As venetas do obscurantismo
Os mais antigos devem lembrar da expressão: “deu na veneta do fulano”. A tradução desse velho ditado popular esclarece que a frase era dita quando alguém, meio que do nada, tinha um impulso inexplicável, um acesso súbito de teimosia, sem que houvesse algum santo que conseguisse desfazer a ideia estapafúrdia. Até a década passada, o Brasil era considerado um país meio pacato com antigos problemas crônicos que se repetiam sem solução: corrupção na política, problemas elementares de infraestrutura e a predominância dos interesses corporativos em detrimento das aspirações coletivas. Hoje, quem assiste a um telejornal vê um vereador de Belo Horizonte rachando os salários dos assessores e as arenas do Rio de Janeiro construídas para os Jogos Olímpicos completamente abandonadas apenas três anos depois do evento. Um enorme desperdício de dinheiro público.

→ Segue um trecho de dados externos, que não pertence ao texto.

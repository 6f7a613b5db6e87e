//! Scan view: upload intake, simulated analysis, and the result panel.

mod processing_card;
mod results_panel;

use dioxus::html::{FileData, HasFileData};
use dioxus::logger::tracing::{error, info};
use dioxus::prelude::*;

use mediscan_core::analysis::{
    Advance, AnalysisPipeline, AnalysisResult, DrugAnalyzer, MockAnalyzer, STAGES,
};
use mediscan_core::upload::{DragTracker, FileCandidate, IntakeOutcome, UploadIntake};

use crate::preview::ImagePreview;
use crate::time::sleep_ms;
use crate::Route;

use processing_card::ProcessingCard;
use results_panel::ResultsPanel;

/// Home view: dropzone while no file is selected, then the selected-file
/// card, the stage checklist during a run, and finally the result panel.
#[component]
pub fn ScanPage() -> Element {
    let mut intake = use_signal(UploadIntake::<ImagePreview>::new);
    let mut pipeline = use_signal(AnalysisPipeline::new);
    let mut result = use_signal(|| None::<AnalysisResult>);
    let mut drag = use_signal(DragTracker::default);
    let mut notice = use_signal(|| None::<String>);

    // Drop release and the file picker funnel into this one path
    let accept_file = move |file: FileData| {
        spawn(async move {
            let name = file.name();
            match file.read_bytes().await {
                Ok(contents) => {
                    let bytes = contents.to_vec();
                    // The extension-based guess only kicks in when the
                    // platform declares no type (see effective_type)
                    let candidate = FileCandidate::new(
                        name.clone(),
                        file.content_type(),
                        bytes.len() as u64,
                    );

                    let outcome =
                        intake
                            .write()
                            .accept(Some(candidate), bytes, |candidate, data| {
                                let mime = candidate
                                    .effective_type()
                                    .unwrap_or_else(|| "image/*".to_string());
                                ImagePreview::from_bytes(data, &mime)
                            });

                    match outcome {
                        IntakeOutcome::Accepted => {
                            info!("📂 Selected image: {name}");
                            result.set(None);
                            notice.set(None);
                        }
                        IntakeOutcome::Rejected(reason) => {
                            info!("Rejected {name}: {reason}");
                            notice.set(Some(reason.to_string()));
                        }
                    }
                }
                Err(e) => {
                    error!("❌ Failed to read {name}: {e}");
                    notice.set(Some(format!("Failed to read {name}: {e}")));
                }
            }
        });
    };

    let mut reset_session = move || {
        intake.write().reset();
        result.set(None);
        notice.set(None);
    };

    let start_analysis = move |_| {
        let Some(bytes) = intake.read().session().map(|s| s.bytes().to_vec()) else {
            return;
        };
        // Re-entrancy guard: a second click while a run is active is a no-op
        if pipeline.write().start().is_err() {
            return;
        }
        result.set(None);

        spawn(async move {
            loop {
                let Some(active) = pipeline.read().active_stage() else {
                    break;
                };
                sleep_ms(STAGES[active].dwell_ms).await;
                if matches!(pipeline.write().advance(), Advance::Finished) {
                    break;
                }
            }

            match MockAnalyzer.analyze(&bytes).await {
                Ok(analysis) => result.set(Some(analysis)),
                Err(e) => {
                    error!("❌ Analysis failed: {e}");
                    notice.set(Some(e.to_string()));
                }
            }
        });
    };

    let has_file = intake.read().has_file();
    let processing = pipeline.read().is_running();
    let analysis = result.read().clone();
    let drag_active = drag.read().is_active();
    let (file_name, file_size_mb) = intake
        .read()
        .session()
        .map(|s| (s.candidate().name.clone(), s.candidate().size_mb()))
        .unwrap_or_default();
    let preview_url = intake
        .read()
        .session()
        .map(|s| s.preview().url().to_string())
        .unwrap_or_default();

    rsx! {
        div { class: "ms-page ms-scan",
            header { class: "ms-hero",
                h1 { class: "ms-hero-title", "Identify Drugs Instantly with AI" }
                Link { class: "ms-hero-link", to: Route::DrugList { search: None },
                    "Browse the drug list →"
                }
            }

            if let Some(message) = notice.read().clone() {
                div { class: "ms-notice", "{message}" }
            }

            if !has_file {
                section {
                    class: if drag_active { "ms-dropzone ms-dropzone--active" } else { "ms-dropzone" },
                    ondragenter: move |evt: DragEvent| {
                        evt.prevent_default();
                        drag.write().enter();
                    },
                    ondragleave: move |evt: DragEvent| {
                        evt.prevent_default();
                        drag.write().leave();
                    },
                    ondragover: move |evt: DragEvent| evt.prevent_default(),
                    ondrop: move |evt: DragEvent| {
                        evt.prevent_default();
                        drag.write().settle();
                        if let Some(file) = evt.files().into_iter().next() {
                            accept_file(file);
                        }
                    },

                    // Invisible input covering the whole zone makes
                    // click-to-browse work without any DOM scripting
                    input {
                        class: "ms-dropzone-input",
                        r#type: "file",
                        accept: "image/*",
                        onchange: move |evt: FormEvent| {
                            if let Some(file) = evt.files().into_iter().next() {
                                accept_file(file);
                            }
                        },
                    }

                    div { class: "ms-dropzone-content",
                        div { class: "ms-dropzone-icon", "📷" }
                        p { class: "ms-dropzone-title", "Drag & drop your drug image here" }
                        p { class: "ms-dropzone-subtitle", "or click to browse" }
                        p { class: "ms-dropzone-hint", "Supports JPG, PNG, WEBP formats" }
                    }
                }
            }

            if has_file && !processing && analysis.is_none() {
                div { class: "ms-card ms-file-card",
                    div { class: "ms-file-row",
                        div { class: "ms-file-meta",
                            span { class: "ms-file-icon", "🖼" }
                            div {
                                p { class: "ms-file-name", "{file_name}" }
                                p { class: "ms-file-size", "{file_size_mb:.2} MB" }
                            }
                        }
                        button {
                            class: "ms-link ms-link--danger",
                            onclick: move |_| reset_session(),
                            "Remove"
                        }
                    }
                    button {
                        class: "ms-btn ms-btn--primary ms-btn--block",
                        onclick: start_analysis,
                        "Start Analysis"
                    }
                }
            }

            if processing {
                ProcessingCard { pipeline }
            }

            if let Some(analysis) = analysis {
                ResultsPanel {
                    result: analysis,
                    preview_url,
                    on_reset: move |_| reset_session(),
                }
            }
        }
    }
}
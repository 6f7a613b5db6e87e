//! Debounced search state machine.
//!
//! The debounce is split in two: this module holds the synchronous state
//! transitions, while the UI layer owns the actual timers. `set_query`
//! hands back a [`DebounceTicket`]; the caller schedules a timer for the
//! quiet interval and calls [`SearchDebounce::expire`] with the ticket when
//! it fires. Only the newest ticket is honored, which gives single-slot
//! trailing-edge semantics without the state machine ever touching a clock.

pub use crate::config::DEBOUNCE_QUIET_MS;

/// Token identifying one scheduled debounce commit.
///
/// Stale tickets (superseded by a later `set_query`, `submit`, `clear`, or
/// external sync) expire to nothing, so a timer that outlives its component
/// can never produce a late commit.
#[derive(Debug, Clone, Copy, PartialEq, Eq)]
pub struct DebounceTicket(u64);

/// Raw and committed search state.
///
/// `committed` only changes through [`expire`](Self::expire),
/// [`submit`](Self::submit), [`clear`](Self::clear), or
/// [`sync_external`](Self::sync_external); `raw` is live keystroke state.
#[derive(Debug, Clone, Default, PartialEq, Eq)]
pub struct SearchDebounce {
    raw: String,
    committed: String,
    generation: u64,
    pending: Option<u64>,
}

impl SearchDebounce {
    /// Creates the state machine with an externally supplied initial value
    /// (typically the `search` query parameter from the URL).
    pub fn new(initial: impl Into<String>) -> Self {
        let initial = initial.into();
        Self {
            raw: initial.clone(),
            committed: initial,
            generation: 0,
            pending: None,
        }
    }

    /// Live keystroke state, echoed back into the input field.
    pub fn raw(&self) -> &str {
        &self.raw
    }

    /// The last value that actually triggered a fetch or navigation.
    pub fn committed(&self) -> &str {
        &self.committed
    }

    /// True while a scheduled commit has not yet fired or been cancelled.
    pub fn has_pending(&self) -> bool {
        self.pending.is_some()
    }

    /// Replaces the raw value and schedules a trailing-edge commit.
    ///
    /// Any previously scheduled commit is superseded; the returned ticket is
    /// the only one [`expire`](Self::expire) will honor.
    pub fn set_query(&mut self, text: impl Into<String>) -> DebounceTicket {
        self.raw = text.into();
        self.generation += 1;
        self.pending = Some(self.generation);
        DebounceTicket(self.generation)
    }

    /// Fires a scheduled commit once its quiet interval has elapsed.
    ///
    /// Returns the committed (trimmed) value, or `None` when the ticket was
    /// superseded in the meantime.
    pub fn expire(&mut self, ticket: DebounceTicket) -> Option<String> {
        if self.pending != Some(ticket.0) {
            return None;
        }
        self.pending = None;
        Some(self.commit())
    }

    /// Commits the current raw value immediately, cancelling any pending
    /// scheduled commit so it cannot double-fire.
    pub fn submit(&mut self) -> String {
        self.pending = None;
        self.commit()
    }

    /// Empties raw and committed state and commits immediately.
    pub fn clear(&mut self) -> String {
        self.raw.clear();
        self.pending = None;
        self.commit()
    }

    /// Adopts an externally committed value (e.g. after navigation replaced
    /// the query parameter) without producing a new commit.
    pub fn sync_external(&mut self, value: &str) {
        if self.raw != value {
            self.raw = value.to_string();
        }
        self.committed = value.to_string();
        self.pending = None;
    }

    fn commit(&mut self) -> String {
        let trimmed = self.raw.trim().to_string();
        self.committed = trimmed.clone();
        trimmed
    }
}
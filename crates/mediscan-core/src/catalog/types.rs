//! Catalog record types.

use serde::{Deserialize, Serialize};

/// One drug record as served by the catalog API.
///
/// Every field is optional: the catalog is populated from scraped and
/// OCR-derived sources, so display logic must tolerate any field being
/// absent.
#[derive(Debug, Clone, Default, PartialEq, Eq, Serialize, Deserialize)]
#[serde(default)]
pub struct DrugRecord {
    pub id: Option<i64>,
    pub name: Option<String>,
    pub active_ingredient: Option<String>,
    pub manufacturer: Option<String>,
    pub expiry_date: Option<String>,
    pub detected_type: Option<String>,
    pub description: Option<String>,
    pub usage: Option<String>,
    pub indications: Option<String>,
    pub image_path: Option<String>,
    pub created_at: Option<String>,
}

impl DrugRecord {
    /// Display name with a fallback for records missing one.
    pub fn display_name(&self) -> &str {
        self.name.as_deref().unwrap_or("Unnamed drug")
    }

    /// Usage text, falling back from `usage` to `indications`.
    pub fn usage_text(&self) -> Option<&str> {
        self.usage
            .as_deref()
            .or(self.indications.as_deref())
            .filter(|text| !text.trim().is_empty())
    }
}

#[cfg(test)]
mod tests {
    use super::*;

    #[test]
    fn test_decodes_full_record() {
        let record: DrugRecord = serde_json::from_str(
            r#"{
                "id": 7,
                "name": "Panadol Extra",
                "active_ingredient": "Paracetamol, Caffeine",
                "manufacturer": "GSK",
                "expiry_date": "2026-01-31",
                "detected_type": "Blister Pack",
                "description": "Pain relief tablets",
                "usage": "Headache, fever",
                "image_path": "/uploads/panadol.jpg",
                "created_at": "2025-02-10T09:00:00Z"
            }"#,
        )
        .unwrap();

        assert_eq!(record.id, Some(7));
        assert_eq!(record.display_name(), "Panadol Extra");
        assert_eq!(record.usage_text(), Some("Headache, fever"));
    }

    #[test]
    fn test_tolerates_sparse_records() {
        let record: DrugRecord = serde_json::from_str(r#"{"id": 3}"#).unwrap();
        assert_eq!(record.display_name(), "Unnamed drug");
        assert_eq!(record.usage_text(), None);
        assert!(record.expiry_date.is_none());

        let empty: DrugRecord = serde_json::from_str("{}").unwrap();
        assert_eq!(empty.id, None);
    }

    #[test]
    fn test_usage_falls_back_to_indications() {
        let record: DrugRecord =
            serde_json::from_str(r#"{"indications": "Mild pain"}"#).unwrap();
        assert_eq!(record.usage_text(), Some("Mild pain"));

        let blank: DrugRecord = serde_json::from_str(r#"{"usage": "   "}"#).unwrap();
        assert_eq!(blank.usage_text(), None);
    }
}
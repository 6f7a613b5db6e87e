use dioxus::logger::tracing::error;
use dioxus::prelude::*;

use mediscan_core::catalog::{CatalogClient, DrugRecord};
use mediscan_core::dates::{format_long_date, is_expired_now};

use crate::Route;

/// Full record view for a single drug.
#[component]
pub fn DrugDetailPage(id: String) -> Element {
    let catalog = use_context::<CatalogClient>();

    let mut record = use_resource(use_reactive!(|(id,)| {
        let catalog = catalog.clone();
        async move {
            catalog
                .get_drug(&id)
                .await
                .inspect_err(|e| error!("❌ Drug detail fetch failed: {e}"))
        }
    }));

    let body = match record() {
        None => rsx! {
            div { class: "ms-loading",
                div { class: "ms-spinner" }
                p { "Loading drug details..." }
            }
        },
        Some(Err(e)) if e.is_not_found() => rsx! {
            div { class: "ms-card ms-panel",
                p { class: "ms-panel-title", "Drug not found" }
                p { class: "ms-panel-detail",
                    "No drug with this identifier exists in the catalog."
                }
                Link { class: "ms-btn ms-btn--primary", to: Route::DrugList { search: None },
                    "Back to drug list"
                }
            }
        },
        Some(Err(e)) => rsx! {
            div { class: "ms-card ms-panel ms-panel--error",
                p { class: "ms-panel-title", "Could not load this drug" }
                p { class: "ms-panel-detail", "{e}" }
                button {
                    class: "ms-btn ms-btn--primary",
                    onclick: move |_| record.restart(),
                    "Retry"
                }
            }
        },
        Some(Ok(drug)) => rsx! {
            DrugDetailView { drug }
        },
    };

    rsx! {
        div { class: "ms-page ms-detail",
            Link { class: "ms-back-link", to: Route::DrugList { search: None }, "← Back to drug list" }
            {body}
        }
    }
}

#[component]
fn DrugDetailView(drug: DrugRecord) -> Element {
    let expired = is_expired_now(drug.expiry_date.as_deref());
    let expiry_label = format_long_date(drug.expiry_date.as_deref());

    rsx! {
        div { class: "ms-detail-grid",
            div { class: "ms-detail-main",
                div { class: "ms-card",
                    div { class: "ms-detail-head",
                        if let Some(image_path) = drug.image_path.as_deref() {
                            img {
                                class: "ms-detail-image",
                                src: "{image_path}",
                                alt: "{drug.display_name()}",
                            }
                        } else {
                            div { class: "ms-detail-image ms-detail-image--placeholder", "💊" }
                        }
                        div {
                            h1 { class: "ms-detail-name", "{drug.display_name()}" }
                            if let Some(detected_type) = drug.detected_type.as_deref() {
                                span { class: "ms-chip", "{detected_type}" }
                            }
                        }
                    }

                    if let Some(description) = drug.description.as_deref() {
                        section { class: "ms-detail-section",
                            h2 { class: "ms-section-title", "Description" }
                            p { "{description}" }
                        }
                    }

                    section { class: "ms-detail-section",
                        h2 { class: "ms-section-title", "Usage" }
                        if let Some(usage) = drug.usage_text() {
                            p { "{usage}" }
                        } else if drug.description.is_some() {
                            p { class: "ms-muted", "Refer to the description above." }
                        } else {
                            p { class: "ms-muted", "No usage information available." }
                        }
                    }

                    div { class: "ms-disclaimer",
                        strong { "Disclaimer: " }
                        "Consult a doctor before use. This information is not medical advice."
                    }
                }
            }

            aside { class: "ms-detail-side",
                div { class: "ms-card ms-quick-info",
                    h2 { class: "ms-card-title", "Quick Info" }
                    dl {
                        dt { "Active Ingredient" }
                        dd { {drug.active_ingredient.as_deref().unwrap_or("N/A")} }
                        dt { "Manufacturer" }
                        dd { {drug.manufacturer.as_deref().unwrap_or("N/A")} }
                        dt { "Expiry Date" }
                        dd { class: if expired { "ms-field-value--expired" } else { "" }, "{expiry_label}" }
                        if let Some(id) = drug.id {
                            dt { "Record ID" }
                            dd { "#{id}" }
                        }
                        dt { "Added" }
                        dd { {format_long_date(drug.created_at.as_deref())} }
                    }
                    if expired {
                        p { class: "ms-expired-warning", "⚠ This product has expired" }
                    }
                }

                div { class: "ms-card ms-quick-actions",
                    Link {
                        class: "ms-btn ms-btn--primary ms-btn--block",
                        to: Route::Home {},
                        "Scan a drug image"
                    }
                    Link {
                        class: "ms-btn ms-btn--secondary ms-btn--block",
                        to: Route::DrugList { search: None },
                        "Browse all drugs"
                    }
                }
            }
        }
    }
}
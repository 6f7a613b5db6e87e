//! Error types for mediscan-core.

use thiserror::Error;

/// Errors that can occur when talking to the drug catalog service.
#[derive(Debug, Clone, Error, PartialEq, Eq)]
pub enum CatalogError {
    /// The configured base URL could not be parsed or has a bad scheme
    #[error("Invalid catalog base URL: {0}")]
    InvalidBaseUrl(String),
    /// The HTTP request failed or returned a non-success status
    #[error("Catalog request failed: {0}")]
    RequestFailed(String),
    /// The catalog has no record with the requested identifier
    #[error("No drug with id {0} was found")]
    NotFound(String),
    /// The response body could not be decoded as catalog records
    #[error("Failed to decode catalog response: {0}")]
    DecodeFailed(String),
}

impl CatalogError {
    /// True when the failure means "the record does not exist" rather than
    /// "the request could not be completed".
    pub fn is_not_found(&self) -> bool {
        matches!(self, CatalogError::NotFound(_))
    }
}

/// Errors produced by a [`crate::analysis::DrugAnalyzer`] backend.
#[derive(Debug, Clone, Error, PartialEq, Eq)]
pub enum AnalysisError {
    /// The analyzer rejected the image (unreadable, low confidence, ...)
    #[error("Image rejected by the analyzer: {0}")]
    Rejected(String),
    /// The backend itself failed
    #[error("Analysis backend failed: {0}")]
    Backend(String),
}

/// Errors from the analysis pipeline state machine.
#[derive(Debug, Clone, Copy, Error, PartialEq, Eq)]
pub enum PipelineError {
    /// A run is already active; only one run may be in flight at a time
    #[error("An analysis run is already in progress")]
    AlreadyRunning,
}
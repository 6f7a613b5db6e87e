//! Staged analysis pipeline and the inference seam behind it.
//!
//! The pipeline is a fixed three-stage sequence that drives the progress
//! UI; stage timing is owned by the caller, which sleeps each stage's dwell
//! and then calls [`AnalysisPipeline::advance`]. The actual inference hides
//! behind [`DrugAnalyzer`], so the shipped [`MockAnalyzer`] can later be
//! swapped for a real backend without touching the state machine.

use async_trait::async_trait;
use serde::{Deserialize, Serialize};

pub use crate::config::STAGE_DWELL_MS;
use crate::error::{AnalysisError, PipelineError};

/// One labeled step of the analysis sequence.
#[derive(Debug, Clone, Copy, PartialEq, Eq)]
pub struct StageSpec {
    pub label: &'static str,
    pub dwell_ms: u64,
}

/// The fixed, ordered analysis stages.
pub const STAGES: [StageSpec; 3] = [
    StageSpec {
        label: "ResNet-50 analyzing form...",
        dwell_ms: STAGE_DWELL_MS,
    },
    StageSpec {
        label: "OCR extracting text...",
        dwell_ms: STAGE_DWELL_MS,
    },
    StageSpec {
        label: "Validating drug information...",
        dwell_ms: STAGE_DWELL_MS,
    },
];

/// Display state of one stage relative to the active index.
#[derive(Debug, Clone, Copy, PartialEq, Eq)]
pub enum StageStatus {
    Completed,
    Active,
    Pending,
}

/// Outcome of advancing past the active stage.
#[derive(Debug, Clone, Copy, PartialEq, Eq)]
pub enum Advance {
    /// The given stage index is now active.
    NextStage(usize),
    /// The last stage finished; the pipeline is idle again.
    Finished,
}

/// Strictly sequential stage progression with a re-entrancy guard.
///
/// Stage `i + 1` never becomes active before `advance` is called with stage
/// `i` active, and exactly one stage is active at any instant of a run.
#[derive(Debug, Clone, Copy, Default, PartialEq, Eq)]
pub struct AnalysisPipeline {
    active: Option<usize>,
}

impl AnalysisPipeline {
    pub fn new() -> Self {
        Self::default()
    }

    /// Begins a run at the first stage. Fails while a run is active.
    pub fn start(&mut self) -> Result<(), PipelineError> {
        if self.active.is_some() {
            return Err(PipelineError::AlreadyRunning);
        }
        self.active = Some(0);
        Ok(())
    }

    /// Moves past the active stage once its dwell time has elapsed.
    pub fn advance(&mut self) -> Advance {
        match self.active {
            Some(idx) if idx + 1 < STAGES.len() => {
                self.active = Some(idx + 1);
                Advance::NextStage(idx + 1)
            }
            _ => {
                self.active = None;
                Advance::Finished
            }
        }
    }

    pub fn is_running(&self) -> bool {
        self.active.is_some()
    }

    pub fn active_stage(&self) -> Option<usize> {
        self.active
    }

    /// Status of stage `idx` for progress rendering: stages before the
    /// active index are complete, the active one is in progress, the rest
    /// are pending. While idle every stage reads as pending.
    pub fn stage_status(&self, idx: usize) -> StageStatus {
        match self.active {
            Some(active) if idx < active => StageStatus::Completed,
            Some(active) if idx == active => StageStatus::Active,
            _ => StageStatus::Pending,
        }
    }
}

/// Outcome of a completed analysis run. Immutable once produced.
#[derive(Debug, Clone, PartialEq, Eq, Serialize, Deserialize)]
pub struct AnalysisResult {
    pub detected_type: String,
    /// Confidence percentage, 0-100.
    pub confidence: u8,
    pub drug_name: String,
    pub active_ingredients: Vec<String>,
    pub manufacturer: String,
    /// ISO calendar date (`YYYY-MM-DD`).
    pub expiry_date: String,
}

/// Capability of turning a package photo into an [`AnalysisResult`].
///
/// `?Send` because the web build runs futures on a single-threaded
/// executor.
#[async_trait(?Send)]
pub trait DrugAnalyzer {
    async fn analyze(&self, image: &[u8]) -> Result<AnalysisResult, AnalysisError>;
}

/// Deterministic stand-in for the real inference backend.
#[derive(Debug, Clone, Copy, Default)]
pub struct MockAnalyzer;

impl MockAnalyzer {
    /// The fixed record every run yields.
    pub fn fixed_result() -> AnalysisResult {
        AnalysisResult {
            detected_type: "Blister Pack".to_string(),
            confidence: 98,
            drug_name: "Paracetamol 500mg".to_string(),
            active_ingredients: vec!["Paracetamol".to_string(), "500mg".to_string()],
            manufacturer: "PharmaCorp Industries".to_string(),
            expiry_date: "2024-12-31".to_string(),
        }
    }
}

#[async_trait(?Send)]
impl DrugAnalyzer for MockAnalyzer {
    async fn analyze(&self, _image: &[u8]) -> Result<AnalysisResult, AnalysisError> {
        Ok(Self::fixed_result())
    }
}
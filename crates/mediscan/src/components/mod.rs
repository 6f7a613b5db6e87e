//! UI components for the MediScan application.
//!
//! - `navigation`: sticky top bar with route-aware highlighting
//! - `search_bar`: debounced search input shared by the catalog pages
//! - `scan`: upload dropzone, simulated analysis progress, result panel
//! - `drugs`: catalog listing and detail pages

mod drugs;
mod navigation;
mod scan;
mod search_bar;

pub use drugs::{DrugDetailPage, DrugListPage};
pub use navigation::Navigation;
pub use scan::ScanPage;
pub use search_bar::SearchBar;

Quase todos os dias, apesar da lei Maria da Penha que completou 13 anos, uma mulher é morta no pelo ex-companheiro.
Nada disso é novidade no Brasil ou em Ribeirão Preto onde a simples instalação de um sistema de aquecimento numa piscina de um espaço público torna-se uma novela interminável. O que há de novo no front é que, em alguns aspectos, em vez de avançar, regredimos. Se tem algo em que houve avanços incontestáveis para a humanidade foram as descobertas da ciência. No entanto, algumas mentes brilhantes agora estão pondo em dúvida verdades que eram consideradas incontestáveis. Já tem gente “esclarecida” dizendo que a Terra não é redonda, que o homem não foi à lua e que as vacinas não fazem efeito.
Ninguém desconhece que a política está cheia de controvérsias, mas, em tese, não há porque contestar os achados da ciência. Nicolau Copérnico, Neil Armstrong e Albert Sabin devem estar se revirando no túmulo. Começou a reinar no país uma onda obscurantista em que alguns iluminados publicam uma teoria da estapafúrdia e o inacreditável acontece: milhares de pessoas acreditam na inverossimilhança e ainda compartilham.
Outras duas polêmicas são o aquecimento global e o desmatamento da Amazônia, sem esquecer da falácia sempre reeditada da fraude nas urnas eletrônicas. Cerca de 97% dos cientistas de países avançados, como Inglaterra, Alemanha e França, concordam que o planeta está mais quente graças à ação humana. Nessa questão, o contraditório é ínfimo. De quase 14 mil artigos científicos sobre ciências climáticas, publicados entre 1991 e 2012, só 24 (0,17%) rejeitam o aquecimento global. A Terra até passa por cataclismas cíclicos que podem provocar a destruição de algumas espécies, caso da extinção dos dinossauros, mas segundo a respeitada comunidade científica, não é isso o que está ocorrendo.
Também se tornou comum a ira dos governantes contrariados com as estatísticas e as evidências científicas. Qualquer brasileiro sabe que fiscalização é algo que nunca funcionou muito bem por aqui. Isso explica, por exemplo, a interminável e sempre crescente destruição da Floresta Amazônica, reserva verde que por sua dimensão e importância interessa ao mundo inteiro. O Instituto Nacional de Pesquisas Espaciais (INPE) é uma entidade respeitada internacionalmente que serve ao Estado brasileiro e não ao governo de plantão. A racionalidade indica que a preocupação principal deveria ser a preservação da floresta. Não há a razão palpável para atacar a instituição e os cientistas.
Se essa veneta obscurantista prevalecer, haverá um retrocesso em várias áreas do conhecimento humano, pois cada tribo carregará uma verdade própria, na maioria das vezes, calcada na intolerância e na irracionalidade. A sociedade vai se distanciar da verdade objetiva, abrindo espaço para as crendices e as afirmações metafísicas. A verdade objetiva precisa prevalecer sobre as verdades particulares. Tem gente que não acredita em pesquisas, mas toma cegamente remédios que funcionam, mas que nunca testou. Assim, só para não perder o eixo da discussão: até prova em contrário, a Terra é redonda, as vacinas previnem doenças e o homem andou pela lua. Infelizmente, a Amazônia está sendo desmatada num ritmo acelerado e de quebra, com a violência do trânsito, é mais seguro ir de avião para o Japão do que de ir de carro a São Paulo. São coisas que só o conhecimento científico explica.